If the state wants to use resources, it must acquire rights to exploit the land from the traditional owners and these rights usually only last a limited amount of time. The state then rents out the land to investors. Accordingly, land and forest cannot be usurped.
The laws governing land tenure are defined by a series of bills introduced since 1952. Previously, disputes over land tenure were dealt with exclusively by the Supreme Court. In 1952, this function was handed over to the Native Land Commission, but many cases were still being heard by the courts of indigenous affairs and by officials of the Australian colonial administration (mainly cases over rights to the produce of the land). In 1962, this commission was replaced by the Land Titles Commission that had exclusive jurisdiction over land cases and over decisions made in terms of property. This new commission divided the country into 500 areas so as to record systematically all the title deeds, but failed in its purpose : villagers preferred settling territorial disputes in a traditional way rather than have to wait for a judicial decision, often thought to be unsatisfactory.
A board of enquiry was set up in 1973 to write up a report on the situation of land tenure. The result was the 1975 Land Disputes Settlement Act : it involves the people themselves in the dispute settlement process by referring them to a system made up of three different levels.
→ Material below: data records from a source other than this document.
//! Finds the largest 16-bit integer divisible by every factor in a set.
//!
//! Run with `RUST_LOG=info cargo run --example biggest_multiple`.

use u_genome::error::BoxError;
use u_genome::ga::{EngineConfig, FitnessFn, GeneticAlgorithm, RunConfig};
use u_genome::genome::{Alphabet, Chromosome};
use u_genome::random::create_rng;
use u_genome::translate::{BinaryIntTranslator, Translator};

const GENE_LENGTH: usize = 16;

/// +1 per factor that divides the number, -1 per factor that does not,
/// scaled by the number's share of the encodable range.
struct BiggestMultiple {
    factors: Vec<u64>,
    max_encoded: u64,
    target: f64,
}

impl BiggestMultiple {
    fn new(factors: Vec<u64>, bits: usize) -> Self {
        let max_encoded = (1u64 << bits) - 1;
        let product: u64 = factors.iter().product();
        let best_possible = max_encoded / product * product;
        let target = factors.len() as f64 * best_possible as f64 / max_encoded as f64;
        Self {
            factors,
            max_encoded,
            target,
        }
    }

    fn score(&self, number: u64) -> f64 {
        let hits: i64 = self
            .factors
            .iter()
            .map(|&f| if number % f == 0 { 1 } else { -1 })
            .sum();
        hits as f64 * number as f64 / self.max_encoded as f64
    }
}

impl FitnessFn for BiggestMultiple {
    type Score = f64;

    fn evaluate(&self, chromosome: &Chromosome) -> Result<f64, BoxError> {
        let number = BinaryIntTranslator.translate_gene(&chromosome.genes()[0])?;
        Ok(self.score(number))
    }

    fn is_solved(&self, best: f64) -> bool {
        best >= self.target - 1e-12
    }
}

fn main() -> Result<(), BoxError> {
    env_logger::init();

    let factors = vec![2, 3, 7, 11];
    let mut rng = create_rng(2015);
    let population = Chromosome::random_batch(&[GENE_LENGTH], 10, &Alphabet::Binary, &mut rng)?;

    let fitness = BiggestMultiple::new(factors.clone(), GENE_LENGTH);
    let mut ga = GeneticAlgorithm::new(population, fitness, EngineConfig::default().with_seed(2015))?;

    let best = ga.run(&RunConfig::new(1_000_000, 0.15, 0.25))?;
    let number = BinaryIntTranslator.translate_gene(&best.genes()[0])?;
    let summary = ga.last_run().copied();

    println!("best chromosome: {best}");
    println!("best number: {number}");
    if let Some(summary) = summary {
        println!(
            "{} generations in {:?} (solved: {})",
            summary.generations_run, summary.elapsed, summary.solved
        );
    }
    for factor in &factors {
        println!("  {number} % {factor} = {}", number % factor);
    }

    Ok(())
}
The first level allows for mediation (mediators are residents who are recogized by the Land Disputes Committee). If mediation fails, decision is referred to a local court that has wide-ranging power and provides very flexible solutions (it can recognize multiple rights over land). If unsatisfied, one can appeal to the provincial court (people must then pay a fee).
Land tenure is complex subject which people have strong feelings about : territories in PNG are therefore mostly defined by clear boundaries but there are no title deeds ; owners are only recognized as such when it is necessary, e.g. if rights to use the land are to be transferred to a company for the purpose of mining or logging.
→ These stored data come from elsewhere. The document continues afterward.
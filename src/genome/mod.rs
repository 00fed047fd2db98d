//! Genetic material: alphabets, genes, and chromosomes.
//!
//! - [`Alphabet`]: the symbol set a gene draws from
//! - [`Gene`]: a fixed-length symbol sequence with per-symbol mutation
//! - [`Chromosome`]: an ordered gene sequence with flattened single-point
//!   crossover
//!
//! All randomized operations take the caller's RNG so that an engine can
//! drive every draw from one seeded source.

mod alphabet;
mod chromosome;
mod gene;

pub use alphabet::Alphabet;
pub use chromosome::Chromosome;
pub use gene::Gene;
The government's forest policy is controlled by a legislation which has been actively reinforced. In 1991 for example, the Vice Prime Minister, Ted Diro, was found guilty over 81 corruption charges, all to do with forestry, and he was removed from his office (PNG Times 10/10/1991). After this case, a new and stricter Forestry Management Agreement was signed with new instructions concerning forest management ; it also gave landowners more power to intervene in decision-making and participate in the development of their forests (PNG Times 19/12/1991).
Though this appears to be an ideal situation but problems persist. People often lack adequate information on the possible consequences should they sell their land to the government, or they understand them too late, after having felt the impact of forest exploitation. Often, people ask for development, impatiently, overestimating by far the benefits and underestimating the possible damage of some forms of development. Also, the experience of one group rarely benefits other groups because of ethnic and linguistic barriers.
In the context of modern development, indigenous populations are very aware of their traditional rights over the land and of the value of the latter ; they therefore fight bitterly for compensation (sometimes overestimated) when their land is taken over for commercial purposes.
Example of the Ok Tedi and Porgera mines for which small traditional landowners got both compensation and shares in the mines.
However New Guinea's indigenous populations cannot conceive of land being sold and bought.
Disappointed landowners do not hesitate to embark upon violent displays (the crisis at the Bougainville copper mine is an example of this). The government is therefore increasingly taking measures to encourage landowners to set up their own companies and enter into a triangular relationship with the government and the firm. The Kumil forestry project in Madang province is a good example of this type of action.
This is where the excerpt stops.